BEGIN EXERCISE DATA

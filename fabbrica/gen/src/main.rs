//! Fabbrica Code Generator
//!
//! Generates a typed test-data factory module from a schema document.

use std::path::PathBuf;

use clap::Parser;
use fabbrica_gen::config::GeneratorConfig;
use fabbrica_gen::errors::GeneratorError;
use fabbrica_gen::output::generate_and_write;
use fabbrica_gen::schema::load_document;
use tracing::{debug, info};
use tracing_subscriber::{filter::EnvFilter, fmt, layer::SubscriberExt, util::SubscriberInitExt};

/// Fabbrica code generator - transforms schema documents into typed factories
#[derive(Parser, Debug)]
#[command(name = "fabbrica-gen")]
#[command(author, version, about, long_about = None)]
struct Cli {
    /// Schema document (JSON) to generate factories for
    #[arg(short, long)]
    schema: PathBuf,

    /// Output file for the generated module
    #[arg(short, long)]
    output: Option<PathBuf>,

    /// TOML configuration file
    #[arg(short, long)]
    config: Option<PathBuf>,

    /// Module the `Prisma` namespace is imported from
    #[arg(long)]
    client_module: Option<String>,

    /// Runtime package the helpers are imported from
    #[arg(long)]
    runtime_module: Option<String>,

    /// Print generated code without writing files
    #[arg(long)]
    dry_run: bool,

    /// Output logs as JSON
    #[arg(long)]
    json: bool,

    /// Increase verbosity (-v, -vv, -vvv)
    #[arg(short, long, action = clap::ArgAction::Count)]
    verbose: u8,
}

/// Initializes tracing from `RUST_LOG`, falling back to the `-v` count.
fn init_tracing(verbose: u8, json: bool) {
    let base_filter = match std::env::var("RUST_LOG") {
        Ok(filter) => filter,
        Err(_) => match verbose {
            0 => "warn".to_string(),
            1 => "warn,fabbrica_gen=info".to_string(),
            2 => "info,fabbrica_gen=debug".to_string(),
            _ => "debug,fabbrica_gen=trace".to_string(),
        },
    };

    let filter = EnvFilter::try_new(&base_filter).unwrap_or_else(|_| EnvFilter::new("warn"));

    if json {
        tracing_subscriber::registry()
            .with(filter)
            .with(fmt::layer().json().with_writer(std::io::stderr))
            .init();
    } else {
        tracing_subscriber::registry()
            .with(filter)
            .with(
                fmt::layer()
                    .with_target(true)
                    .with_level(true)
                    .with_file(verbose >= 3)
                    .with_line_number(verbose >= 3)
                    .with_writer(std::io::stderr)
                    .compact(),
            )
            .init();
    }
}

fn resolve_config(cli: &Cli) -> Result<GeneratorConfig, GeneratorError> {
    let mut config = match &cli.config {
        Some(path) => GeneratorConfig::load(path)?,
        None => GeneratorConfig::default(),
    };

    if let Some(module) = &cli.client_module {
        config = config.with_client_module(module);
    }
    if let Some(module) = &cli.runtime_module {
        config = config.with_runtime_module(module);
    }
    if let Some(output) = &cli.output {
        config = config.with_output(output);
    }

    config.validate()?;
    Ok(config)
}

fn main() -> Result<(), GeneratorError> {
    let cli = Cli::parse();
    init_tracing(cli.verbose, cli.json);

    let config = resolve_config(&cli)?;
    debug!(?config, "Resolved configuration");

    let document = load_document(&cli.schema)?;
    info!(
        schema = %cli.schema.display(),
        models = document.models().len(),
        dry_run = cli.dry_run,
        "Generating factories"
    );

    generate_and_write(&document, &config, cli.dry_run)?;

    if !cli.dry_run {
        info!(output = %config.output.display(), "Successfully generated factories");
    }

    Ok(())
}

END EXERCISE DATA

__DIRECTIONS__
Once more, write out the records above, exactly as they stand.

__SOLVED EXERCISE__
filename fabbrica/gen/src/main.rs
//! Fabbrica Code Generator
//!
//! Generates a typed test-data factory module from a schema document.

use std::path::PathBuf;

use clap::Parser;
use fabbrica_gen::config::GeneratorConfig;
use fabbrica_gen::errors::GeneratorError;
use fabbrica_gen::output::generate_and_write;
use fabbrica_gen::schema::load_document;
use tracing::{debug, info};
use tracing_subscriber::{filter::EnvFilter, fmt, layer::SubscriberExt, util::SubscriberInitExt};

/// Fabbrica code generator - transforms schema documents into typed factories
#[derive(Parser, Debug)]
#[command(name = "fabbrica-gen")]
#[command(author, version, about, long_about = None)]
struct Cli {
    /// Schema document (JSON) to generate factories for
    #[arg(short, long)]
    schema: PathBuf,

    /// Output file for the generated module
    #[arg(short, long)]
    output: Option<PathBuf>,

    /// TOML configuration file
    #[arg(short, long)]
    config: Option<PathBuf>,

    /// Module the `Prisma` namespace is imported from
    #[arg(long)]
    client_module: Option<String>,

    /// Runtime package the helpers are imported from
    #[arg(long)]
    runtime_module: Option<String>,

    /// Print generated code without writing files
    #[arg(long)]
    dry_run: bool,

    /// Output logs as JSON
    #[arg(long)]
    json: bool,

    /// Increase verbosity (-v, -vv, -vvv)
    #[arg(short, long, action = clap::ArgAction::Count)]
    verbose: u8,
}

/// Initializes tracing from `RUST_LOG`, falling back to the `-v` count.
fn init_tracing(verbose: u8, json: bool) {
    let base_filter = match std::env::var("RUST_LOG") {
        Ok(filter) => filter,
        Err(_) => match verbose {
            0 => "warn".to_string(),
            1 => "warn,fabbrica_gen=info".to_string(),
            2 => "info,fabbrica_gen=debug".to_string(),
            _ => "debug,fabbrica_gen=trace".to_string(),
        },
    };

    let filter = EnvFilter::try_new(&base_filter).unwrap_or_else(|_| EnvFilter::new("warn"));

    if json {
        tracing_subscriber::registry()
            .with(filter)
            .with(fmt::layer().json().with_writer(std::io::stderr))
            .init();
    } else {
        tracing_subscriber::registry()
            .with(filter)
            .with(
                fmt::layer()
                    .with_target(true)
                    .with_level(true)
                    .with_file(verbose >= 3)
                    .with_line_number(verbose >= 3)
                    .with_writer(std::io::stderr)
                    .compact(),
            )
            .init();
    }
}

fn resolve_config(cli: &Cli) -> Result<GeneratorConfig, GeneratorError> {
    let mut config = match &cli.config {
        Some(path) => GeneratorConfig::load(path)?,
        None => GeneratorConfig::default(),
    };

    if let Some(module) = &cli.client_module {
        config = config.with_client_module(module);
    }
    if let Some(module) = &cli.runtime_module {
        config = config.with_runtime_module(module);
    }
    if let Some(output) = &cli.output {
        config = config.with_output(output);
    }

    config.validate()?;
    Ok(config)
}

fn main() -> Result<(), GeneratorError> {
    let cli = Cli::parse();
    init_tracing(cli.verbose, cli.json);

    let config = resolve_config(&cli)?;
    debug!(?config, "Resolved configuration");

    let document = load_document(&cli.schema)?;
    info!(
        schema = %cli.schema.display(),
        models = document.models().len(),
        dry_run = cli.dry_run,
        "Generating factories"
    );

    generate_and_write(&document, &config, cli.dry_run)?;

    if !cli.dry_run {
        info!(output = %config.output.display(), "Successfully generated factories");
    }

    Ok(())
}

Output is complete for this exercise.